■ **EXERCISE DIRECTIONS**: Return the line that contains "let image = RgbImage::from_pixel(width, height, color);" plus every line after it to the end of the entries below, exactly as given, and stop there.

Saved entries
________________

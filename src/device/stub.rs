//! Synthetic capture device for `stub://` identifiers.
//!
//! `stub://<name>[?color=RRGGBB&delay_ms=N&fail_every=N&corrupt_every=N&truncate_every=N]`
//!
//! The stub behaves like a cheap USB webcam: it advertises YUYV and MJPG at a
//! few fixed sizes and emits MJPG frames without Huffman tables, padded past
//! EOI. Frames are a solid color (derived from the name unless `color` is set).
//! `delay_ms` adds per-capture latency; `fail_every` / `corrupt_every` make every
//! Nth capture fail outright or return bytes that cannot be repaired, and
//! `truncate_every` returns a frame whose scan stops partway through. A capture
//! timeout shorter than `delay_ms` turns every capture into a timed-out one.

use std::io;
use std::time::Duration;

use image::codecs::jpeg::JpegEncoder;
use image::{Rgb, RgbImage};

use super::{CaptureDevice, CaptureFormat, FourCc};
use crate::decode::parse_header;

pub(crate) const STUB_SCHEME: &str = "stub://";

const STUB_SIZES: [(u32, u32); 3] = [(320, 240), (640, 480), (1280, 720)];
const STUB_JPEG_QUALITY: u8 = 90;
const STUB_PADDING: usize = 16;

pub struct StubDevice {
    path: String,
    color: Rgb<u8>,
    delay: Duration,
    fail_every: u64,
    corrupt_every: u64,
    truncate_every: u64,
    timeout: Option<Duration>,
    format: Option<CaptureFormat>,
    streaming: bool,
    captures: u64,
}

impl StubDevice {
    pub fn open(path: &str) -> io::Result<Self> {
        let rest = path.strip_prefix(STUB_SCHEME).ok_or_else(|| {
            io::Error::new(
                io::ErrorKind::InvalidInput,
                format!("'{}' is not a {} identifier", path, STUB_SCHEME),
            )
        })?;
        let (name, query) = rest.split_once('?').unwrap_or((rest, ""));

        let mut device = Self {
            path: path.to_string(),
            color: color_for_name(name),
            delay: Duration::ZERO,
            fail_every: 0,
            corrupt_every: 0,
            truncate_every: 0,
            timeout: None,
            format: None,
            streaming: false,
            captures: 0,
        };

        for pair in query.split('&').filter(|pair| !pair.is_empty()) {
            let (key, value) = pair.split_once('=').unwrap_or((pair, ""));
            match key {
                "color" => device.color = parse_rgb(value)?,
                "delay_ms" => device.delay = Duration::from_millis(parse_count(key, value)?),
                "fail_every" => device.fail_every = parse_count(key, value)?,
                "corrupt_every" => device.corrupt_every = parse_count(key, value)?,
                "truncate_every" => device.truncate_every = parse_count(key, value)?,
                other => {
                    return Err(io::Error::new(
                        io::ErrorKind::InvalidInput,
                        format!("unknown stub option '{}' in {}", other, path),
                    ))
                }
            }
        }

        log::info!("StubDevice: opened {} (synthetic)", path);
        Ok(device)
    }

    pub fn color(&self) -> Rgb<u8> {
        self.color
    }

    fn nth(every: u64, count: u64) -> bool {
        every > 0 && count % every == 0
    }
}

impl CaptureDevice for StubDevice {
    fn path(&self) -> &str {
        &self.path
    }

    fn formats(&mut self) -> io::Result<Vec<CaptureFormat>> {
        let mut formats = Vec::with_capacity(STUB_SIZES.len() * 2);
        for fourcc in [FourCc::YUYV, FourCc::MJPG] {
            for (width, height) in STUB_SIZES {
                formats.push(CaptureFormat::new(fourcc, width, height));
            }
        }
        Ok(formats)
    }

    fn set_format(&mut self, format: &CaptureFormat) -> io::Result<()> {
        if !self.formats()?.contains(format) {
            return Err(io::Error::new(
                io::ErrorKind::InvalidInput,
                format!("{} not supported by {}", format, self.path),
            ));
        }
        self.format = Some(*format);
        Ok(())
    }

    fn start(&mut self) -> io::Result<()> {
        if self.format.is_none() {
            return Err(io::Error::new(
                io::ErrorKind::InvalidInput,
                "format must be set before streaming",
            ));
        }
        self.streaming = true;
        Ok(())
    }

    fn capture(&mut self) -> io::Result<Vec<u8>> {
        let format = match (self.streaming, self.format) {
            (true, Some(format)) => format,
            _ => {
                return Err(io::Error::new(
                    io::ErrorKind::NotConnected,
                    "stub stream not started",
                ))
            }
        };
        self.captures += 1;
        if let Some(timeout) = self.timeout.filter(|timeout| *timeout < self.delay) {
            std::thread::sleep(timeout);
            return Err(io::Error::new(
                io::ErrorKind::TimedOut,
                format!("no frame from {} within {} ms", self.path, timeout.as_millis()),
            ));
        }
        if !self.delay.is_zero() {
            std::thread::sleep(self.delay);
        }
        if Self::nth(self.fail_every, self.captures) {
            return Err(io::Error::other(format!(
                "synthetic capture failure #{}",
                self.captures
            )));
        }
        if Self::nth(self.corrupt_every, self.captures) {
            return Ok(vec![0x5A; 64]);
        }
        let frame = synthetic_frame(self.color, format.width, format.height)?;
        if Self::nth(self.truncate_every, self.captures) {
            return Ok(truncate_scan(&frame));
        }
        Ok(frame)
    }

    fn set_capture_timeout(&mut self, timeout: Duration) {
        self.timeout = Some(timeout);
    }

    fn stop(&mut self) -> io::Result<()> {
        self.streaming = false;
        Ok(())
    }
}

/// Solid-color frame shaped like webcam MJPG output: no DHT, padded past EOI.
pub fn synthetic_frame(color: Rgb<u8>, width: u32, height: u32) -> io::Result<Vec<u8>> {
    let jpeg = encode_jpeg(color, width, height)?;
    let mut frame = strip_huffman_tables(&jpeg)?;
    frame.extend_from_slice(&[0u8; STUB_PADDING]);
    Ok(frame)
}

/// Solid-color baseline JPEG with standard tables.
pub fn encode_jpeg(color: Rgb<u8>, width: u32, height: u32) -> io::Result<Vec<u8>> {
    let image = RgbImage::from_pixel(width, height, color);
    let mut out = Vec::new();
    JpegEncoder::new_with_quality(&mut out, STUB_JPEG_QUALITY)
        .encode_image(&image)
        .map_err(io::Error::other)?;
    Ok(out)
}

fn strip_huffman_tables(jpeg: &[u8]) -> io::Result<Vec<u8>> {
    let header = parse_header(jpeg).map_err(io::Error::other)?;
    let mut out = Vec::with_capacity(jpeg.len());
    out.extend_from_slice(&jpeg[..2]);
    for segment in header.segments.iter().filter(|s| s.marker != 0xC4) {
        out.extend_from_slice(&jpeg[segment.start..segment.end]);
    }
    out.extend_from_slice(&jpeg[header.scan.start..]);
    Ok(out)
}

// Half the scan, then zero fill where the rest of the buffer would have been.
fn truncate_scan(frame: &[u8]) -> Vec<u8> {
    let scan_end = parse_header(frame).map_or(frame.len() / 2, |header| header.scan.end);
    let keep = scan_end + (frame.len() - scan_end) / 2;
    let mut cut = frame[..keep].to_vec();
    cut.resize(frame.len(), 0);
    cut
}

// FNV-1a so each stub name gets a stable, distinct color.
fn color_for_name(name: &str) -> Rgb<u8> {
    let hash = name
        .bytes()
        .fold(0x811c_9dc5u32, |h, b| (h ^ u32::from(b)).wrapping_mul(0x0100_0193));
    Rgb([(hash >> 16) as u8, (hash >> 8) as u8, hash as u8])
}

fn parse_rgb(value: &str) -> io::Result<Rgb<u8>> {
    let hex = value.trim_start_matches('#');
    if hex.len() != 6 || !hex.chars().all(|c| c.is_ascii_hexdigit()) {
        return Err(io::Error::new(
            io::ErrorKind::InvalidInput,
            format!("stub color '{}' must be RRGGBB hex", value),
        ));
    }
    let channel = |i: usize| u8::from_str_radix(&hex[i..i + 2], 16).map_err(io::Error::other);
    Ok(Rgb([channel(0)?, channel(2)?, channel(4)?]))
}

fn parse_count(key: &str, value: &str) -> io::Result<u64> {
    value.parse().map_err(|_| {
        io::Error::new(
            io::ErrorKind::InvalidInput,
            format!("stub option {} must be an integer, got '{}'", key, value),
        )
    })
}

________________

■ **RESPONSE TO THIS EXERCISE**:
    let image = RgbImage::from_pixel(width, height, color);
    let mut out = Vec::new();
    JpegEncoder::new_with_quality(&mut out, STUB_JPEG_QUALITY)
        .encode_image(&image)
        .map_err(io::Error::other)?;
    Ok(out)
}

fn strip_huffman_tables(jpeg: &[u8]) -> io::Result<Vec<u8>> {
    let header = parse_header(jpeg).map_err(io::Error::other)?;
    let mut out = Vec::with_capacity(jpeg.len());
    out.extend_from_slice(&jpeg[..2]);
    for segment in header.segments.iter().filter(|s| s.marker != 0xC4) {
        out.extend_from_slice(&jpeg[segment.start..segment.end]);
    }
    out.extend_from_slice(&jpeg[header.scan.start..]);
    Ok(out)
}

// Half the scan, then zero fill where the rest of the buffer would have been.
fn truncate_scan(frame: &[u8]) -> Vec<u8> {
    let scan_end = parse_header(frame).map_or(frame.len() / 2, |header| header.scan.end);
    let keep = scan_end + (frame.len() - scan_end) / 2;
    let mut cut = frame[..keep].to_vec();
    cut.resize(frame.len(), 0);
    cut
}

// FNV-1a so each stub name gets a stable, distinct color.
fn color_for_name(name: &str) -> Rgb<u8> {
    let hash = name
        .bytes()
        .fold(0x811c_9dc5u32, |h, b| (h ^ u32::from(b)).wrapping_mul(0x0100_0193));
    Rgb([(hash >> 16) as u8, (hash >> 8) as u8, hash as u8])
}

fn parse_rgb(value: &str) -> io::Result<Rgb<u8>> {
    let hex = value.trim_start_matches('#');
    if hex.len() != 6 || !hex.chars().all(|c| c.is_ascii_hexdigit()) {
        return Err(io::Error::new(
            io::ErrorKind::InvalidInput,
            format!("stub color '{}' must be RRGGBB hex", value),
        ));
    }
    let channel = |i: usize| u8::from_str_radix(&hex[i..i + 2], 16).map_err(io::Error::other);
    Ok(Rgb([channel(0)?, channel(2)?, channel(4)?]))
}

fn parse_count(key: &str, value: &str) -> io::Result<u64> {
    value.parse().map_err(|_| {
        io::Error::new(
            io::ErrorKind::InvalidInput,
            format!("stub option {} must be an integer, got '{}'", key, value),
        )
    })
}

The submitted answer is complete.